With luck, everyone has, at least once in their lives, a moment of insight. A blinding flash of seeing and understanding, a lens through which they can begin to make sense of otherwise inexplicable things plaguing them every day.

So it was one Friday night. After a really scary Twilite Zone and a fairly tepid Outer Limits , Invasion of the Body Snatchers came on. The penny dropped. My life suddenly made sense.

It was the pod people.

Now I could understand my fifth grade teacher, the Scout master, the neighbour lady who seemed to live only for keeping any ball that came into her yard, and the weird guy who’d bug us at the school bus stop. Pod people, one and all. Aliens.

Part of me still clings to that explanation. It’s much easier to understand how Gordo Campbell can keep a straight face while cutting personal taxes – gift to the wealthy – then sticking it to everyone else in the province with a regressive sales tax increase, a ploy pretty much abandoned by all but the most Reaganesque supply-siders.

It explains virtually all of Jean Chrétien’s behaviour, including his violent outbursts at demonstrators and wayward cabinet members, his bouts of amnesia, his feigned idiocy on issues he doesn’t want to talk about, and what sometimes sounds like he’s speaking in tongues.

And I’m beginning to wonder if it doesn’t explain what’s going on with the leaders of Tiny Town. Yes, I believe there is a very good chance the mayor and council have been replaced by pod people. I saw it with my own eyes Monday evening.

Dave Kirk, Kristi Wells and Ted Milner weren’t there – perhaps being slowly absorbed by doppelganger pods in the basement of their homes as I write this – but I think it may be too late for those in attendance.

What happened was this. Suzanne Denbak – head of all things Tourism Whistler – stood up and with a straight face explained how council ought to approve a reno budget for the conference centre that rings in at somewhere between $22 and $24 million smackers.
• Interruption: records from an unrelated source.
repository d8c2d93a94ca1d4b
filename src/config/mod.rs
//! Application configuration module
//!
//! Handles environment variables and application-wide constants.

mod constants;
mod settings;

pub use constants::*;
pub use settings::{Config, UserIdStrategy};
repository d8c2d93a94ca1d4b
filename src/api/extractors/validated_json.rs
//! Validated JSON extractor - Combines deserialization with validation.

use axum::{
    async_trait,
    extract::{rejection::JsonRejection, FromRequest, Request},
    Json,
};
use serde::de::DeserializeOwned;
use validator::Validate;

use crate::errors::AppError;

/// JSON body that has passed `validator` checks.
///
/// Malformed bodies are rejected with `AppError::BadRequest` and failed
/// validations with `AppError::Validation`, both 400.
///
/// ```rust,ignore
/// async fn create_user(ValidatedJson(payload): ValidatedJson<CreateUserRequest>) {
///     // payload.email is a well-formed address
/// }
/// ```
pub struct ValidatedJson<T>(pub T);

#[async_trait]
impl<S, T> FromRequest<S> for ValidatedJson<T>
where
    S: Send + Sync,
    T: DeserializeOwned + Validate,
    Json<T>: FromRequest<S, Rejection = JsonRejection>,
{
    type Rejection = AppError;

    async fn from_request(req: Request, state: &S) -> Result<Self, Self::Rejection> {
        let Json(value) = Json::<T>::from_request(req, state)
            .await
            .map_err(|e| AppError::bad_request(e.body_text()))?;

        value
            .validate()
            .map_err(|e| AppError::validation(describe(&e)))?;

        Ok(ValidatedJson(value))
    }
}

/// Join every field error into one message, sorted by field name.
fn describe(errors: &validator::ValidationErrors) -> String {
    let mut fields: Vec<_> = errors.field_errors().into_iter().collect();
    fields.sort_by(|a, b| a.0.cmp(&b.0));

    fields
        .into_iter()
        .flat_map(|(field, errs)| {
            errs.iter().map(move |e| match &e.message {
                Some(message) => message.to_string(),
                None => format!("{} is invalid", field),
            })
        })
        .collect::<Vec<_>>()
        .join(", ")
}
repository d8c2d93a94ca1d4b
//! API layer - HTTP handlers and routes
//!
//! This module contains all HTTP-related concerns:
//! - Request handlers
//! - Custom extractors
//! - Route definitions
//! - OpenAPI documentation

pub mod extractors;
pub mod handlers;
pub mod openapi;
pub mod routes;
pub mod state;

pub use openapi::ApiDoc;
pub use routes::create_router;
pub use state::AppState;
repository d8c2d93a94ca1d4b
//! Onboarding Service - user creation with decoupled follow-up work
//!
//! Creating a user returns immediately. The side effects run elsewhere:
//! listeners on the `created.user` event (one inline, one in the
//! background), a named per-user timeout that opens the socket connection,
//! and an interval job sweeping expired users.
//!
//! # Architecture Layers
//!
//! - **cli**: Command-line interface
//! - **commands**: CLI command implementations
//! - **config**: Application configuration and constants
//! - **domain**: Requests, events and user id generation
//! - **events**: In-process event bus
//! - **scheduler**: Named timeout/interval registry
//! - **listeners**: Event listeners
//! - **jobs**: Interval jobs
//! - **services**: Application use cases
//! - **infra**: Outbound ports and adapters
//! - **api**: HTTP handlers and routes
//! - **errors**: Centralized error handling
//!
//! # CLI Usage
//!
//! ```bash
//! # Start the server
//! cargo run -- serve
//!
//! # Custom port with debug logs
//! cargo run -- -v serve --port 8080
//! ```

pub mod api;
pub mod cli;
pub mod commands;
pub mod config;
pub mod domain;
pub mod errors;
pub mod events;
pub mod infra;
pub mod jobs;
pub mod listeners;
pub mod scheduler;
pub mod services;

// Re-export commonly used types at crate root
pub use api::AppState;
pub use config::Config;
pub use domain::{CreateUserRequest, UserCreatedEvent};
pub use errors::{AppError, AppResult};
pub use events::EventBus;
pub use scheduler::SchedulerRegistry;
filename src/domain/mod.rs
//! Domain layer - Core onboarding types
//!
//! Requests, events and identifier generation, independent of the HTTP,
//! event bus and timer plumbing around them.

pub mod user;

pub use user::{
    CreateUserRequest, StaticUserId, UserCreatedEvent, UserIdGenerator, UuidUserId,
};

#[cfg(any(test, feature = "test-utils"))]
pub use user::MockUserIdGenerator;
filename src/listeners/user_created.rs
//! Listeners reacting to `created.user`.
//!
//! The welcome runs inline with the publisher so it is logged before the
//! client gets its confirmation. The gift is slow and runs in the background.

use std::time::Duration;

use crate::config::Config;
use crate::domain::UserCreatedEvent;
use crate::errors::AppResult;
use crate::events::EventBus;

/// Immediate listener: acknowledge the new user.
pub fn welcome_new_user(event: &UserCreatedEvent) {
    tracing::info!(user_id = %event.user_id, email = %event.email, "Welcoming new user");
}

/// Deferred listener: send the welcome gift, which takes `delay`.
pub async fn send_welcome_gift(event: UserCreatedEvent, delay: Duration) -> AppResult<()> {
    tracing::info!(user_id = %event.user_id, email = %event.email, "Sending welcome gift");

    tokio::time::sleep(delay).await;

    tracing::info!(user_id = %event.user_id, "Welcome gift sent");
    Ok(())
}

/// Subscribe both listeners on `bus`.
pub fn register(bus: &EventBus, config: &Config) -> AppResult<()> {
    bus.on::<UserCreatedEvent, _>("welcome_new_user", welcome_new_user)?;

    let delay = config.welcome_gift_delay;
    bus.on_async::<UserCreatedEvent, _, _>("send_welcome_gift", move |event| {
        send_welcome_gift(event, delay)
    })?;

    Ok(())
}
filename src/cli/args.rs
//! CLI argument definitions.
//!
//! Uses clap derive macros for type-safe argument parsing.

use clap::{Parser, Subcommand};

use crate::config::{DEFAULT_SERVER_HOST, DEFAULT_SERVER_PORT};

/// Onboarding Service - user creation with event listeners and timers
#[derive(Parser, Debug)]
#[command(name = "onboarding-service")]
#[command(author, version, about, long_about = None)]
pub struct Cli {
    /// Enable verbose logging
    #[arg(short, long, global = true)]
    pub verbose: bool,

    #[command(subcommand)]
    pub command: Commands,
}

/// Available CLI commands
#[derive(Subcommand, Debug)]
pub enum Commands {
    /// Start the HTTP server, the listeners and the cleanup job
    Serve(ServeArgs),
}

/// Arguments for the serve command
#[derive(Parser, Debug)]
pub struct ServeArgs {
    /// Host to bind to
    #[arg(short = 'H', long, default_value = DEFAULT_SERVER_HOST, env = "SERVER_HOST")]
    pub host: String,

    /// Port to listen on
    #[arg(short, long, default_value_t = DEFAULT_SERVER_PORT, env = "SERVER_PORT")]
    pub port: u16,
}
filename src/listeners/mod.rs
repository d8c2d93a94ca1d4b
//! Event listeners wired onto the application event bus at startup.

pub mod user_created;

pub use user_created::{send_welcome_gift, welcome_new_user};

use crate::config::Config;
use crate::errors::AppResult;
use crate::events::EventBus;

/// Register every application listener
pub fn register_all(bus: &EventBus, config: &Config) -> AppResult<()> {
    user_created::register(bus, config)
}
Back when renoing the conference centre was first being kicked around, the budget was a paltry $7 mil and Suzanne wanted half that from the muni’s take of the hotel tax. Now, it’s $9 million and she still wants half. And that’s only Phase I. Phase II will be another $15 mil, funding to be revealed at a later date but expect some kind of fed/prov tie-in to the World Economic Forum.

After a pretty snazzy Powerpoint presentation where she outlined the benefits of dropping a wad on a world class conference centre, Suzanne said, "I’ll be happy to answer any questions."

The mayor and councillors in attendance said, " ."

That’s right folks, they said nothing. Not a question. Not a peep.

They didn’t, for example, say, "Gee Suzanne, that seems like a lot of money to spend on a facility that doesn’t even bring in enough direct revenue to cover its operating costs." Or, "Explain again why exactly we, which is to say government, should be making this kind of investment in a facility that largely benefits privately owned hotels and restaurants."

Pod people. Definitely pod people. In the cheezy words of Dr. Miles Bennel, "You’re next! You’re all next!"